I was looking for some sort of beauty through simplicity...

Ideally, though, it should be configurable enough to support everyone's
needs. By factoring enough code (see below) plugins should be simple
combinations of further concepts such as fading, sliding, or zooming.

> > It's particularly difficult to get all of the timing code right.
> > See furtherp_fade_full in plugin.c; that's my fifth attempt at it, and
> > it's that complicated because it needs to be.
>
> I can appreciate your problems - I'm on my third way of zooming icons around
> now...

I think a generalized system is in order here.
Let me think if I can describe it...

Basically, you want to have some sort of action on an evas object that
takes time. I've done fading [everywhere] and sliding [switcher], and
you want zooming. In all of these cases, the action can be cancelled or
even reversed, and you need to be able to retarget the action while it's
running.
For the switcher, it's pretty simple: I track the "destination y" as
part of each task, then in the timer I move each task towards its
destination y.

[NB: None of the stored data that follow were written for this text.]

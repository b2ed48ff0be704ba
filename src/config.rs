// Copyright (C) 2026 Michael Wilson <mike@mdwn.dev>
//
// This program is free software: you can redistribute it and/or modify it under
// the terms of the GNU General Public License as published by the Free Software
// Foundation, version 3.
//
// This program is distributed in the hope that it will be useful, but WITHOUT
// ANY WARRANTY; without even the implied warranty of MERCHANTABILITY or FITNESS
// FOR A PARTICULAR PURPOSE. See the GNU General Public License for more details.
//
// You should have received a copy of the GNU General Public License along with
// this program. If not, see <https://www.gnu.org/licenses/>.
//

//! YAML configuration: the audio device, the polyphony cap, and the banks
//! with their note grids, naming convention and playback parameters.

use std::error::Error;
use std::fs;
use std::path::{Path, PathBuf};

use serde::Deserialize;

use crate::audio::mixer::DEFAULT_MAX_POLYPHONY;

/// The note grid is 8 octave rows by 12 notes.
pub const OCTAVE_COUNT: usize = 8;
pub const NOTES_PER_OCTAVE: usize = 12;

/// File name stems per note within an octave.
const NOTE_NAMES: [&str; NOTES_PER_OCTAVE] = [
    "c", "c#", "d", "d#", "e", "f", "f#", "g", "g#", "a", "a#", "b",
];

/// Default reference velocity recordings are loaded at.
const DEFAULT_VELOCITY: u8 = 127;

/// The MIDI note of a grid cell. Octave row 0 starts at MIDI 12, so row 3
/// begins at C3 = 48.
pub fn grid_midinote(octave: usize, note: usize) -> u8 {
    (12 * (octave + 1) + note) as u8
}

/// A YAML representation of the synthesizer configuration.
#[derive(Deserialize, Clone, Debug)]
pub struct Config {
    /// The audio output device name. Uses the default output device when
    /// unset.
    audio_device: Option<String>,

    /// The MIDI input device name to watch for events.
    midi_device: Option<String>,

    /// Maximum number of simultaneous voices.
    #[serde(default = "default_max_polyphony")]
    max_polyphony: usize,

    /// The banks selectable via program change, in preset order.
    banks: Vec<Bank>,
}

fn default_max_polyphony() -> usize {
    DEFAULT_MAX_POLYPHONY
}

impl Config {
    /// The configured audio device name.
    pub fn audio_device(&self) -> Option<&str> {
        self.audio_device.as_deref()
    }

    /// The configured MIDI input device name.
    pub fn midi_device(&self) -> Option<&str> {
        self.midi_device.as_deref()
    }

    /// The voice cap.
    pub fn max_polyphony(&self) -> usize {
        self.max_polyphony
    }

    /// The configured banks.
    pub fn banks(&self) -> &[Bank] {
        &self.banks
    }
}

/// A YAML representation of one sample bank.
#[derive(Deserialize, Clone, Debug)]
pub struct Bank {
    /// Display name.
    name: String,

    /// Directory holding the bank's note files.
    dir: PathBuf,

    /// Output volume in decibels.
    #[serde(default)]
    volume_db: f32,

    /// Semitones added to every incoming note.
    #[serde(default)]
    transpose: i8,

    /// Velocity the recordings represent.
    #[serde(default = "default_velocity")]
    velocity: u8,

    /// Note presence grid: up to 8 rows (octaves, low to high) of up to 12
    /// characters, `x` marking a recorded note. When omitted, presence is
    /// probed from the file system.
    notes: Option<Vec<String>>,
}

fn default_velocity() -> u8 {
    DEFAULT_VELOCITY
}

impl Bank {
    /// The bank's display name.
    pub fn name(&self) -> &str {
        &self.name
    }

    /// The bank's sample directory.
    pub fn dir(&self) -> &Path {
        &self.dir
    }

    /// The bank volume in dB.
    pub fn volume_db(&self) -> f32 {
        self.volume_db
    }

    /// The bank volume as linear gain.
    pub fn gain(&self) -> f32 {
        10f32.powf(self.volume_db / 20.0)
    }

    /// The bank transpose in semitones.
    pub fn transpose(&self) -> i8 {
        self.transpose
    }

    /// The reference velocity of the bank's recordings.
    pub fn velocity(&self) -> u8 {
        self.velocity
    }

    /// The file a grid cell maps to: `<note><octave>.wav` under the bank
    /// directory, e.g. `c#3.wav`.
    pub fn note_file(&self, octave: usize, note: usize) -> PathBuf {
        self.dir.join(format!("{}{}.wav", NOTE_NAMES[note], octave))
    }

    /// The 8x12 note presence grid. Rows missing from the configuration
    /// are all-absent; without a grid at all, presence is probed by file
    /// existence.
    pub fn presence(&self) -> [[bool; NOTES_PER_OCTAVE]; OCTAVE_COUNT] {
        let mut presence = [[false; NOTES_PER_OCTAVE]; OCTAVE_COUNT];
        match &self.notes {
            Some(rows) => {
                for (octave, row) in rows.iter().enumerate().take(OCTAVE_COUNT) {
                    for (note, mark) in row.chars().enumerate().take(NOTES_PER_OCTAVE) {
                        presence[octave][note] = mark.eq_ignore_ascii_case(&'x');
                    }
                }
            }
            None => {
                for (octave, row) in presence.iter_mut().enumerate() {
                    for (note, cell) in row.iter_mut().enumerate() {
                        *cell = self.note_file(octave, note).is_file();
                    }
                }
            }
        }
        presence
    }

    /// Validates the presence grid shape.
    fn validate(&self) -> Result<(), Box<dyn Error>> {
        let Some(rows) = &self.notes else {
            return Ok(());
        };
        if rows.len() > OCTAVE_COUNT {
            return Err(format!(
                "bank {}: {} octave rows given, at most {} allowed",
                self.name,
                rows.len(),
                OCTAVE_COUNT
            )
            .into());
        }
        for (octave, row) in rows.iter().enumerate() {
            if row.chars().count() > NOTES_PER_OCTAVE {
                return Err(format!(
                    "bank {}: octave row {} has more than {} notes",
                    self.name, octave, NOTES_PER_OCTAVE
                )
                .into());
            }
            if let Some(mark) = row
                .chars()
                .find(|c| !c.eq_ignore_ascii_case(&'x') && *c != '.' && *c != '-')
            {
                return Err(format!(
                    "bank {}: invalid presence mark {:?} in octave row {}",
                    self.name, mark, octave
                )
                .into());
            }
        }
        Ok(())
    }
}

/// Parses a configuration from a YAML file.
pub fn load(path: &Path) -> Result<Config, Box<dyn Error>> {
    let config: Config = serde_yml::from_str(&fs::read_to_string(path)?)
        .map_err(|e| format!("error parsing config {}: {}", path.display(), e))?;
    if config.banks.is_empty() {
        return Err(format!("config {} defines no banks", path.display()).into());
    }
    for bank in &config.banks {
        bank.validate()?;
    }
    Ok(config)
}

#[cfg(test)]
impl Bank {
    /// A bank rooted at `dir` with the given presence rows and default
    /// parameters.
    pub fn for_tests(dir: &Path, rows: &[&str]) -> Bank {
        Bank {
            name: "test".to_string(),
            dir: dir.to_path_buf(),
            volume_db: 0.0,
            transpose: 0,
            velocity: DEFAULT_VELOCITY,
            notes: Some(rows.iter().map(|row| row.to_string()).collect()),
        }
    }
}

#[cfg(test)]
mod tests {
    use super::*;
    use crate::testutil;

    fn write_config(contents: &str) -> (tempfile::TempDir, PathBuf) {
        let dir = tempfile::tempdir().expect("unable to create tempdir");
        let path = dir.path().join("config.yaml");
        fs::write(&path, contents).expect("unable to write config");
        (dir, path)
    }

    #[test]
    fn test_parse_with_defaults() {
        let (_dir, path) = write_config(
            r#"
audio_device: "UMC404HD"
banks:
  - name: piano
    dir: /samples/piano
    notes:
      - "............"
      - "x..x"
  - name: organ
    dir: /samples/organ
    volume_db: -6.0
    transpose: -12
    velocity: 100
"#,
        );

        let config = load(&path).expect("load failed");
        assert_eq!(config.audio_device(), Some("UMC404HD"));
        assert_eq!(config.midi_device(), None);
        assert_eq!(config.max_polyphony(), DEFAULT_MAX_POLYPHONY);
        assert_eq!(config.banks().len(), 2);

        let piano = &config.banks()[0];
        assert_eq!(piano.name(), "piano");
        assert_eq!(piano.volume_db(), 0.0);
        assert_eq!(piano.transpose(), 0);
        assert_eq!(piano.velocity(), 127);

        let organ = &config.banks()[1];
        assert_eq!(organ.volume_db(), -6.0);
        assert_eq!(organ.transpose(), -12);
        assert_eq!(organ.velocity(), 100);
        assert!((organ.gain() - 0.501).abs() < 1e-3);
    }

    #[test]
    fn test_presence_grid() {
        let dir = tempfile::tempdir().expect("unable to create tempdir");
        let bank = Bank::for_tests(dir.path(), &["", "X.x", "-"]);
        let presence = bank.presence();
        assert!(presence[1][0]);
        assert!(!presence[1][1]);
        assert!(presence[1][2]);
        assert!(!presence[2][0]);
        assert!(!presence[7][11]);
    }

    #[test]
    fn test_presence_probing() {
        let dir = tempfile::tempdir().expect("unable to create tempdir");
        testutil::write_note_file(&dir.path().join("c3.wav"), &[0i16; 4]);
        testutil::write_note_file(&dir.path().join("a#5.wav"), &[0i16; 4]);

        let bank = Bank {
            name: "probe".to_string(),
            dir: dir.path().to_path_buf(),
            volume_db: 0.0,
            transpose: 0,
            velocity: 127,
            notes: None,
        };
        let presence = bank.presence();
        assert!(presence[3][0]);
        assert!(presence[5][10]);
        assert!(!presence[3][1]);
    }

    #[test]
    fn test_note_file_naming() {
        let bank = Bank::for_tests(Path::new("/samples/piano"), &[]);
        assert_eq!(
            bank.note_file(3, 1),
            PathBuf::from("/samples/piano/c#3.wav")
        );
        assert_eq!(bank.note_file(0, 11), PathBuf::from("/samples/piano/b0.wav"));
    }

    #[test]
    fn test_grid_midinote() {
        assert_eq!(grid_midinote(3, 0), 48);
        assert_eq!(grid_midinote(4, 0), 60);
        assert_eq!(grid_midinote(0, 0), 12);
        assert_eq!(grid_midinote(7, 11), 107);
    }

    #[test]
    fn test_invalid_presence_marks_rejected() {
        let (_dir, path) = write_config(
            r#"
banks:
  - name: bad
    dir: /samples/bad
    notes:
      - "x..q"
"#,
        );
        assert!(load(&path).is_err());
    }

    #[test]
    fn test_too_many_rows_rejected() {
        let (_dir, path) = write_config(
            r#"
banks:
  - name: bad
    dir: /samples/bad
    notes: ["", "", "", "", "", "", "", "", ""]
"#,
        );
        assert!(load(&path).is_err());
    }

    #[test]
    fn test_empty_banks_rejected() {
        let (_dir, path) = write_config("banks: []\n");
        assert!(load(&path).is_err());
    }
}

So if a task is sliding down because it was just
created, and then you close another task, the destination y changes and
it slides in reverse.
For fading, it's a bit more complicated, because I don't want to force
each plugin to track the fade state. Instead, I use evas's system of
attributing data to the object to tie a "fade" struct to it, and update
that accordingly. (Thankfully, because this is all running as one
process, there aren't any locking issues.)

It seems I could take this "tie a struct to an object and update it as
a process runs" code and pull it out of the fading, allowing you to do
zooming and sliding in much the same way.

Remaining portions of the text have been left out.